Are you curious about ArcLight and how it can integrate with ArchivesSpace and other systems? Learn more from the video below! Mark Matienzo and Gregory Wiedeman (University at Albany) present on ArcLight and ArchivesSpace as part of the Integrations with ArchivesSpace webinar series on May 12, 2020. Mark's presentation provides background on ArcLight, its community-oriented development, its features, and the importance of integrations, and Greg's presentation focuses on how University at Albany integrated ArcLight with ArchivesSpace, Hyrax, and Quicksearch to build University at Albany's archives discovery system.
ArcLight is an effort to build a Blacklight-based environment to support discovery and delivery for archives and special collections, initiated by Stanford University Libraries in late 2014. The vision for ArcLight has been to support discovery and delivery of archives and special collections (both physical and digital), to improve presentation and usability for archival description, and to enable integration with systems like Samvera, ArchivesSpace, and request management systems.
Envisioned as a collaborative project since its inception, ArcLight has been made possible through contributions of design, requirements analysis, software development, and testing from both Stanford Libraries and a number of contributing institutions, including University of Michigan, Princeton University, Duke University, Indiana University, the National Library of Medicine, Georgia Tech, the Chemical Heritage Foundation, and the Rockefeller Archives Center. All ArcLight code is open source, is developed under the same software license, community norms, working practices, and contribution model as the Blacklight project, upon which it is based.
The most recent updates from the ArcLight project and its community appear below. Visit the full list of updates for older news.
Last week, contributors from five institutions – Stanford University, Duke University, Indiana University, University of Michigan, and Princeton University – kicked off a collaborative nine-week work cycle for ArcLight. The work cycle, which runs from August 13 to October 11, 2019, will build on the ArcLight MVP implementation from 2017, and focuses on refining ArcLight’s usability and accessibility, addressing strategic needs in a community-based project. Major areas for this work cycle include:
- Usability and accessibility refinements, including potential design changes
- Revamping the tools used for indexing archival description into ArcLight’s Solr index
- Analysis and implementation supporting better integration with request management systems, digital object viewers, and more
You can follow our work on the #arclight channel on the Code4Lib Slack team or the GitHub project board for the current work cycle. We expect to release public demo videos on YouTube, and will share them on Slack as well as the arclight-community Google Group to report on our progress. The work cycle’s conclusion coincides with the 2019 Blacklight Summit, to be held in Durham, North Carolina from October 9-11.

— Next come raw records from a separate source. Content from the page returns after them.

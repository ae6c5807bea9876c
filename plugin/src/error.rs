//! Plugin error type.
//!
//! The host only ever sees `false` for the soft variants; the tag is kept so
//! tests and logs can tell the causes apart.

use thiserror::Error;

#[derive(Error, Debug)]
pub enum PluginError {
    /// A required cookie or header is absent or empty for the credential host
    #[error("missing credential `{field}` for {hostname}")]
    MissingCredential { hostname: String, field: String },

    /// The current tab is not on one of the allowed hosts
    #[error("tab url host `{got}` is not allowed")]
    InvalidHost { got: String },

    /// Operation input could not be used
    #[error("malformed input: {reason}")]
    MalformedInput { reason: String },

    /// Bundled or injected configuration is unusable
    #[error("invalid plugin configuration: {0}")]
    Config(String),

    /// A host capability call failed
    #[error("host capability failed: {0}")]
    Host(#[source] anyhow::Error),

    /// Operation output could not be encoded as JSON
    #[error("failed to encode output: {0}")]
    Encode(#[from] serde_json::Error),
}

impl PluginError {
    pub(crate) fn missing(hostname: &str, field: &str) -> Self {
        Self::MissingCredential {
            hostname: hostname.to_string(),
            field: field.to_string(),
        }
    }

    pub(crate) fn malformed<S: ToString>(reason: S) -> Self {
        Self::MalformedInput {
            reason: reason.to_string(),
        }
    }

    /// Soft failures are reported to the host as `false` instead of an error.
    pub const fn is_soft(&self) -> bool {
        matches!(
            self,
            Self::MissingCredential { .. } | Self::InvalidHost { .. } | Self::MalformedInput { .. }
        )
    }
}

pub type PluginResult<T> = Result<T, PluginError>;

#[cfg(test)]
mod tests {
    use super::*;

    #[test]
    fn test_soft_and_hard_variants() {
        assert!(PluginError::missing("x.com", "ct0").is_soft());
        assert!(PluginError::InvalidHost { got: "example.com".into() }.is_soft());
        assert!(PluginError::malformed("empty body").is_soft());

        assert!(!PluginError::Config("no hosts".into()).is_soft());
        assert!(!PluginError::Host(anyhow::anyhow!("boom")).is_soft());
    }

    #[test]
    fn test_missing_credential_message() {
        let err = PluginError::missing("api.x.com", "auth_token");
        assert_eq!(
            err.to_string(),
            "missing credential `auth_token` for api.x.com"
        );
    }
}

Stanford Libraries is organizing a work cycle later this year for ArcLight, a Rails engine supporting discovery of archival material. The work cycle is expected to run from August 12 to October 11, 2019, with planned contributions in terms of staff and development time from Stanford University, University of Michigan, Indiana University, and Princeton University. This work expands upon the work undertaken between April to June 2017 to develop a minimum viable product, and focuses on adding features, fixing bugs, and ensuring it is better suited as a product for future adoption and development.
As a part of planning for this work cycle, Stanford, Michigan, Indiana, and Princeton have begun developing a collaborative roadmap to help us scope candidate areas of development. Following the process undertaken recently by the Spotlight community, we are now looking for contributions to and feedback on the roadmap to inform our work. If you’ve previously shared evaluations of ArcLight internal to your organization, we welcome you incorporating your ideas for features and improvements to this document. Our first deadline for contributions to the ArcLight work cycle roadmap is June 28, 2019.